Fuel Poverty Action is writing to Ofgem with interim demands as we work towards Energy for All: 

  • Stop financing the cost of failed suppliers from the standing charge on customers’ bills
  • Cap standing charges and then end them altogether
  • Stop charging prepayment customers more than people who pay bills by direct debit
  • No imposition of prepayment meters – these should be a voluntary option.   

We would welcome Green Party support for these demands and for Energy for All. 

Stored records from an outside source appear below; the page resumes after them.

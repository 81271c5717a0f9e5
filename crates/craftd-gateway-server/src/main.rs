use anyhow::Context;
use craftd_executor::DockerRuntime;
use craftd_gateway_server::{config::GatewayConfig, create_app, AppState};
use std::sync::Arc;
use tracing::info;
use tracing_subscriber::EnvFilter;

#[tokio::main]
async fn main() -> anyhow::Result<()> {
    dotenvy::dotenv().ok();

    tracing_subscriber::fmt()
        .with_env_filter(
            EnvFilter::try_from_default_env().unwrap_or_else(|_| {
                EnvFilter::new("info,craftd_gateway_server=debug,craftd_executor=debug")
            }),
        )
        .init();

    let config = GatewayConfig::from_env()?;

    let runtime = DockerRuntime::connect().context("Failed to connect to Docker")?;
    let state = AppState::new(Arc::new(runtime), config.lifecycle.clone(), &config.jwt_secret);
    let app = create_app(state);

    let addr = config.bind_address();
    let listener = tokio::net::TcpListener::bind(&addr)
        .await
        .with_context(|| format!("Failed to bind {addr}"))?;
    info!(%addr, image_repo = %config.lifecycle.image_repo, "craftd gateway listening");

    axum::serve(listener, app).await?;
    Ok(())
}
use axum::{
    extract::{rejection::JsonRejection, FromRequest},
    http::StatusCode,
    response::{IntoResponse, Response},
    Json,
};
use craftd_common::{ActionOutcome, CraftdError};
use serde_json::json;
use tracing::{error, warn};

/// Lifecycle error rendered as an HTTP response.
#[derive(Debug)]
pub struct ApiError(pub CraftdError);

impl From<CraftdError> for ApiError {
    fn from(err: CraftdError) -> Self {
        Self(err)
    }
}

impl From<JsonRejection> for ApiError {
    fn from(rejection: JsonRejection) -> Self {
        Self(CraftdError::InvalidRequest(rejection.body_text()))
    }
}

/// `Json` extractor whose rejections use the API error body.
#[derive(Debug, FromRequest)]
#[from_request(via(Json), rejection(ApiError))]
pub struct ApiJson<T>(pub T);

pub fn status_for(err: &CraftdError) -> StatusCode {
    match err {
        CraftdError::InvalidRequest(_) | CraftdError::CommandRejected(_) => {
            StatusCode::BAD_REQUEST
        }
        CraftdError::NotFound(_) | CraftdError::LogFetchFailed { .. } => StatusCode::NOT_FOUND,
        CraftdError::PortConflict { .. } => StatusCode::CONFLICT,
        CraftdError::ImageUnavailable { .. } => StatusCode::BAD_GATEWAY,
        CraftdError::ActionFailed { .. } => StatusCode::OK,
        CraftdError::ProvisionFailed(_) | CraftdError::Config(_) | CraftdError::Internal(_) => {
            StatusCode::INTERNAL_SERVER_ERROR
        }
    }
}

impl IntoResponse for ApiError {
    fn into_response(self) -> Response {
        let status = status_for(&self.0);
        let message = self.0.to_string();

        // A failed action is still a well-formed action outcome
        if let CraftdError::ActionFailed { .. } = self.0 {
            return (status, Json(ActionOutcome::failed(message))).into_response();
        }

        if status.is_server_error() {
            error!(code = self.0.code(), %message, "Request failed");
        } else {
            warn!(code = self.0.code(), %message, "Request rejected");
        }

        let body = json!({
            "success": false,
            "code": self.0.code(),
            "message": message,
        });
        (status, Json(body)).into_response()
    }
}

#[cfg(test)]
mod tests {
    use super::*;

    #[test]
    fn test_status_mapping() {
        assert_eq!(
            status_for(&CraftdError::PortConflict { port: 25565 }),
            StatusCode::CONFLICT
        );
        assert_eq!(
            status_for(&CraftdError::CommandRejected("empty".into())),
            StatusCode::BAD_REQUEST
        );
        assert_eq!(
            status_for(&CraftdError::ImageUnavailable {
                image: "x".into(),
                reason: "y".into()
            }),
            StatusCode::BAD_GATEWAY
        );
        assert_eq!(
            status_for(&CraftdError::ProvisionFailed("boom".into())),
            StatusCode::INTERNAL_SERVER_ERROR
        );
    }
}
use std::path::Path;
use std::process::ExitCode;

use dirsync_core::{FnSink, Verifier};

use super::{exit_code, print_event};

pub struct Verify;

impl Verify {
    pub fn execute(source: &Path, dest: &Path) -> anyhow::Result<ExitCode> {
        for root in [source, dest] {
            anyhow::ensure!(root.is_dir(), "Not a directory: {}", root.display());
        }

        let mut sink = FnSink::new(print_event);
        let report = Verifier::verify(source, dest, &mut sink);

        Ok(exit_code(report.all_matched))
    }
}
pub mod config;
pub mod sync;
pub mod verify;

pub use config::Config;
pub use sync::Synchronize;
pub use verify::Verify;

use std::process::ExitCode;

use dirsync_core::ProgressEvent;

/// Exit status reported when verification finds the trees differ
pub const EXIT_DIVERGED: u8 = 2;

/// Print a progress event as one stdout line
fn print_event(event: &ProgressEvent) {
    println!("{event}");
}

fn exit_code(converged: bool) -> ExitCode {
    if converged {
        ExitCode::SUCCESS
    } else {
        ExitCode::from(EXIT_DIVERGED)
    }
}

The pandemic exposed not only the drastic inequalities in our society – the lack of sick pay, meagre benefits, job and housing insecurity – but also the social necessity of warm and healthy living conditions, with many unable to isolate safely to curtail transmission due to poor housing. 

It is a fundamental matter of public health, not to mention dignity, that we all have the energy we need to remain warm and safe in our homes, and that our communities have a say in how our energy system is run. We must transition fully away from the volatility of fossil fuels at the root of this price hike, rather than subsidise their riches and cut investment in renewable technologies. 

We must end deregulation and carving up of the sector, so that suppliers do not recklessly enter the market only to go bust at our expense because they are not subject to proper checks and balances. We must transform our system from an unaccountable racket holding our communities to ransom, instead running it in our interests rather than those of profiteers. 

This means universal access to energy for all.